Task objective -> When a line in the data below includes "address", pick it out and copy it.

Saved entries
↓

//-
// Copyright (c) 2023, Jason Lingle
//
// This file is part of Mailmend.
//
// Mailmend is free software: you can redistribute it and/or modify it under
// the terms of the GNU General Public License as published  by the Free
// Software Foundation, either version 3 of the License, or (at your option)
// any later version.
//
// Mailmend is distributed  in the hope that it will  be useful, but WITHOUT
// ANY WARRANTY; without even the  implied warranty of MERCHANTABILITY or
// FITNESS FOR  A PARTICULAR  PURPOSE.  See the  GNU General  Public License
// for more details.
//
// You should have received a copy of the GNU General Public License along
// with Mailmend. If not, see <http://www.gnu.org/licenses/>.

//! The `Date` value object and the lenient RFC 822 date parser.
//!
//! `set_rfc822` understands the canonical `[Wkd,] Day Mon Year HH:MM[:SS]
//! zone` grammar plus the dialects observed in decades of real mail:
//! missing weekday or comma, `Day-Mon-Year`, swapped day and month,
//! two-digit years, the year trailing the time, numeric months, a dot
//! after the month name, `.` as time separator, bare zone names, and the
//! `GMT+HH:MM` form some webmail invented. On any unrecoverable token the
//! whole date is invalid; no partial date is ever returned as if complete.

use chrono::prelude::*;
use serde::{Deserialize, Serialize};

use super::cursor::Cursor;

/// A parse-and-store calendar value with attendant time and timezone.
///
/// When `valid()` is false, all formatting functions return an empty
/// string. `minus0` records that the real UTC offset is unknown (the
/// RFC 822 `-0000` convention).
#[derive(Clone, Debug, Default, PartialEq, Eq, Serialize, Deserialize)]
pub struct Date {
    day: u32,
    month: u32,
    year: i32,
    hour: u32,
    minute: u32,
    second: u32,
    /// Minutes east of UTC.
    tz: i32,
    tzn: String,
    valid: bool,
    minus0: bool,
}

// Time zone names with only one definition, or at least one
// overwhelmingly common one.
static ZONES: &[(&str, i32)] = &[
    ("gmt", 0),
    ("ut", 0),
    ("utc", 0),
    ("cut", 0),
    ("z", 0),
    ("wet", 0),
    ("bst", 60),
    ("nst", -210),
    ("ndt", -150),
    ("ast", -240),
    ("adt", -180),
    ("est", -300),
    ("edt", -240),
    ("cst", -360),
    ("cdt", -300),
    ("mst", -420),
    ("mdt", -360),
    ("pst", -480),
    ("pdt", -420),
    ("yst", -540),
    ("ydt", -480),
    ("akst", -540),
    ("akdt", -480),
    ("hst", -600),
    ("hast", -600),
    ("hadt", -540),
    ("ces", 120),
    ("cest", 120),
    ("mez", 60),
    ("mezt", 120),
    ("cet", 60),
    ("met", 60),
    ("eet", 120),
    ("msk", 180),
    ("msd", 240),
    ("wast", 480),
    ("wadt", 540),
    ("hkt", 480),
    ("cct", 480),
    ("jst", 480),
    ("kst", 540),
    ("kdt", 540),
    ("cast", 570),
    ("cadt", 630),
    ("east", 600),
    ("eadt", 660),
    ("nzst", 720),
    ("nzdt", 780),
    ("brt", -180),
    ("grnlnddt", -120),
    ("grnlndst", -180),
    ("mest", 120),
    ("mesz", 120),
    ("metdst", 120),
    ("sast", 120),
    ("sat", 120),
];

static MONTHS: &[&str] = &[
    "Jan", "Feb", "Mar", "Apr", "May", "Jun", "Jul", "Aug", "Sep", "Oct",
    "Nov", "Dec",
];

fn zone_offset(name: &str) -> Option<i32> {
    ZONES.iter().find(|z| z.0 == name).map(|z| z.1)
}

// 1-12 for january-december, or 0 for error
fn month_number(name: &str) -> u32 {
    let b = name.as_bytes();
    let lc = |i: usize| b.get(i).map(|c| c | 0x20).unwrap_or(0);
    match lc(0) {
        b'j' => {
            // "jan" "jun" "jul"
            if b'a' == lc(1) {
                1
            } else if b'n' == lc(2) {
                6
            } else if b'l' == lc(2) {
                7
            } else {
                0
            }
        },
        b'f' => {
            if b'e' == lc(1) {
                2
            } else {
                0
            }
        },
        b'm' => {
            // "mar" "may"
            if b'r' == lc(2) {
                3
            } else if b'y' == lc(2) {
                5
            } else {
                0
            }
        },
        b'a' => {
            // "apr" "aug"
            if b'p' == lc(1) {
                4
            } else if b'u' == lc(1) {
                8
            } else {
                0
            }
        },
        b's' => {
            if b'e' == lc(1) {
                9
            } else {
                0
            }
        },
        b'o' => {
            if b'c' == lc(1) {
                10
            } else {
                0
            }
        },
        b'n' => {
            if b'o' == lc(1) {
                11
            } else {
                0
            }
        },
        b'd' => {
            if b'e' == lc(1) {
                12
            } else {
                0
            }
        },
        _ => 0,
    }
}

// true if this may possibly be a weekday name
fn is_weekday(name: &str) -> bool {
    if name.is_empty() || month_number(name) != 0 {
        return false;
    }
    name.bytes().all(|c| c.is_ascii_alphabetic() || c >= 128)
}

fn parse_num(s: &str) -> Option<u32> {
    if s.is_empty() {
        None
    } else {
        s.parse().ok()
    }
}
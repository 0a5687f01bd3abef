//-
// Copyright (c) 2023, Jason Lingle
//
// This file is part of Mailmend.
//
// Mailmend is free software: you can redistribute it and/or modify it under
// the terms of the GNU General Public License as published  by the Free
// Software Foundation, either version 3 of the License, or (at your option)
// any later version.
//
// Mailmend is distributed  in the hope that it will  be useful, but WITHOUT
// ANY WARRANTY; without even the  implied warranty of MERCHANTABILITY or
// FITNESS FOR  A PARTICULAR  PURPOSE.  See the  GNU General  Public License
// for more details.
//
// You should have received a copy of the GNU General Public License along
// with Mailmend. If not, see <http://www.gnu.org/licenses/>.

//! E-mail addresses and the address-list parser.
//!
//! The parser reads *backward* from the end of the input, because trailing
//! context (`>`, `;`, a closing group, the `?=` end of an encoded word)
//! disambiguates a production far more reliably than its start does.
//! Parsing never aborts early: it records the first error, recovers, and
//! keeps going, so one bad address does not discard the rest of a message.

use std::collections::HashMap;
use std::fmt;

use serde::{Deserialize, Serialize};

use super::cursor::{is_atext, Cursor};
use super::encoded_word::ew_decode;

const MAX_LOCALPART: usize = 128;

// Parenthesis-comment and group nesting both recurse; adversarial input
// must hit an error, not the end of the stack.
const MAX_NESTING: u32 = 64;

↑

Written response ->
//! E-mail addresses and the address-list parser.
//! keeps going, so one bad address does not discard the rest of a message.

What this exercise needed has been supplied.